Traditional sources of SBOM information are shown in green; using SLSA allows inclusion of build information in SBOMs as well. (Red triangles mark threats to the supply chain that are addressed by SLSA.)

SLSA’s accurate build metadata also helps provide tangible knowledge of how the software was built: build metadata specifies both the input materials and the factory that produced the artifact. If faulty goods are caused by poor quality control or machinery (such as compromised build systems or bugs in tools like compilers), an SBOM with this additional data will be more complete and help users respond to a supply chain compromise.


An SBOM generated from SLSA provenance data boosts users’ confidence in the accuracy of the SBOM, since they know it was created from high-fidelity build metadata: the ingredient list was generated by observing what was added while the product was made. The SLSA provenance also tells the user that the metadata comes from a verifiable build, and that the provenance data itself was captured and signed in a secure way. Referencing these provenance documents in SBOMs provides an additional level of assurance about the secure process used to produce the software.

The lessons learned by the SLSA community in creating this integrity could be useful to the Software Package Data Exchange (SPDX), an open standard for representation of SBOMs. The SPDX SBOM community is currently coming together to determine processes for integrity and signing of SBOM data. On top of that, it has kicked off its Canonicalization Committee to write a specification for a canonical serialization format for SPDX 3.0 data, which will be important for specifying how to verify signed documents. Another SBOM standard, CycloneDX, is also tackling this problem with its features around its authenticity, and provenance use cases. We believe that the SBOM community would benefit from drawing on the same tooling and practices as used for SLSA provenance: Sigstore (for OIDC-based ephemeral signing and transparency logs) and in-toto (for metadata format). These tools help to solve the problem of storing and distributing the metadata documents that need to accompany artifacts, and would help build the trust that users need in SBOMs.

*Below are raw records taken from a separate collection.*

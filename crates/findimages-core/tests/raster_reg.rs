//! Binary raster regression test
//!
//! Tests rectangle filling with clipping, padding to a multiple and
//! clipping back, inversion and the logical raster operations.

use findimages_core::{BinaryRaster, Error, RopOp};
use findimages_test::RegParams;

#[test]
fn raster_reg() {
    let mut rp = RegParams::new("raster");

    // --- Test 1: fill_rect clips and spans words ---
    let mut r = BinaryRaster::new(70, 40).unwrap();
    r.fill_rect(-10, -5, 20, 10, 1);
    rp.compare_values(50.0, r.count_pixels() as f64, 0.0);
    r.fill_rect(60, 30, 100, 100, 1);
    rp.compare_values(150.0, r.count_pixels() as f64, 0.0);
    r.fill_rect(30, 10, 5, 0, 1);
    rp.compare_values(150.0, r.count_pixels() as f64, 0.0);
    r.fill_rect(0, 0, 70, 40, 0);
    rp.compare_values(1.0, r.is_zero() as u8 as f64, 0.0);
    r.fill_rect(20, 1, 40, 1, 1);
    rp.compare_values(1.0, r.get_pixel(31, 1).unwrap_or(0) as f64, 0.0);
    rp.compare_values(1.0, r.get_pixel(32, 1).unwrap_or(0) as f64, 0.0);
    rp.compare_values(0.0, r.get_pixel(60, 1).unwrap_or(1) as f64, 0.0);

    // --- Test 2: padding round trip ---
    let mut page = BinaryRaster::new(100, 70).unwrap();
    page.fill_rect(90, 60, 10, 10, 1);
    let padded = page.pad_to_multiple(64).unwrap();
    rp.compare_values(128.0, padded.width() as f64, 0.0);
    rp.compare_values(128.0, padded.height() as f64, 0.0);
    rp.compare_values(100.0, padded.count_pixels() as f64, 0.0);
    rp.compare_values(0.0, padded.get_pixel(100, 69).unwrap_or(1) as f64, 0.0);
    let back = padded.clip_to_size(100, 70).unwrap();
    rp.compare_rasters(&page, &back);
    let same = BinaryRaster::new(128, 64).unwrap().pad_to_multiple(64).unwrap();
    rp.compare_values(64.0, same.height() as f64, 0.0);
    rp.compare_values(1.0, page.pad_to_multiple(0).is_err() as u8 as f64, 0.0);
    rp.compare_values(1.0, page.clip_to_size(101, 70).is_err() as u8 as f64, 0.0);

    // --- Test 3: inversion leaves padding bits clear ---
    let inv = page.inverted();
    rp.compare_values((100 * 70 - 100) as f64, inv.count_pixels() as f64, 0.0);
    let mut twice = inv.clone();
    twice.invert();
    rp.compare_rasters(&page, &twice);

    // --- Test 4: logical operations ---
    let mut a = BinaryRaster::new(50, 50).unwrap();
    let mut b = BinaryRaster::new(50, 50).unwrap();
    a.fill_rect(0, 0, 30, 30, 1);
    b.fill_rect(20, 20, 30, 30, 1);
    rp.compare_values(100.0, a.and(&b).unwrap().count_pixels() as f64, 0.0);
    rp.compare_values(1700.0, a.or(&b).unwrap().count_pixels() as f64, 0.0);
    rp.compare_values(1600.0, a.xor(&b).unwrap().count_pixels() as f64, 0.0);
    rp.compare_values(800.0, a.subtract(&b).unwrap().count_pixels() as f64, 0.0);
    let and = a.and(&b).unwrap();
    rp.compare_values(1.0, and.is_subset_of(&a).unwrap() as u8 as f64, 0.0);
    rp.compare_values(0.0, a.is_subset_of(&b).unwrap() as u8 as f64, 0.0);
    let mut c = a.clone();
    c.rop_in_place(&b, RopOp::Xor).unwrap();
    c.rop_in_place(&b, RopOp::Xor).unwrap();
    rp.compare_rasters(&a, &c);

    // --- Test 5: size mismatch ---
    let small = BinaryRaster::new(49, 50).unwrap();
    rp.compare_values(
        1.0,
        matches!(a.or(&small), Err(Error::DimensionMismatch { .. })) as u8 as f64,
        0.0,
    );

    assert!(rp.cleanup(), "raster regression test failed");
}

Adopting SLSA concepts could also simplify the tooling updates needed to generate SBOMs. Enabling SBOM for all software being produced is a difficult problem since it requires integration with all tooling that produces software, such as compilers, packagers and builders. Many of these tools are maintained by volunteer open source communities who would need to update their tools to not only describe their process in an SBOM, but also retrieve and relay SBOMs of all their inputs.

Using SLSA’s approach to keep track of build metadata, though, means a tool would need only to generate a partial SBOM describing its own process to produce the software. One could then use the SLSA build metadata as “glue” to combine the appropriate partial SBOMs (“composable” SBOMs) into a complete and accurate SBOM for any given software. This would remove an enormous burden from build tool implementers, driving faster adoption of SBOM.


As both SLSA and SBOM are adopted more widely, they face many of the same challenges: scaling, tooling for widespread adoption across multiple ecosystems, and a desire to comply with executive order requirements. The SLSA and SBOM communities should join forces to work on these shared challenges, saving duplicate effort and time. Sharing resources and ideas can only lead to better solutions for both communities.

SLSA and SBOM—both the communities and the security concepts—will become stronger by working synergistically than either approach or community could in isolation. We look forward to seeing the results of these two communities coming together to achieve better vulnerability management and a safer supply chain for all software users.

This is a guest post. The views expressed are not official positions of the SLSA community or any parent organization. The author has requested and incorporated reviewer feedback whenever possible, but the opinions presented are the author’s alone.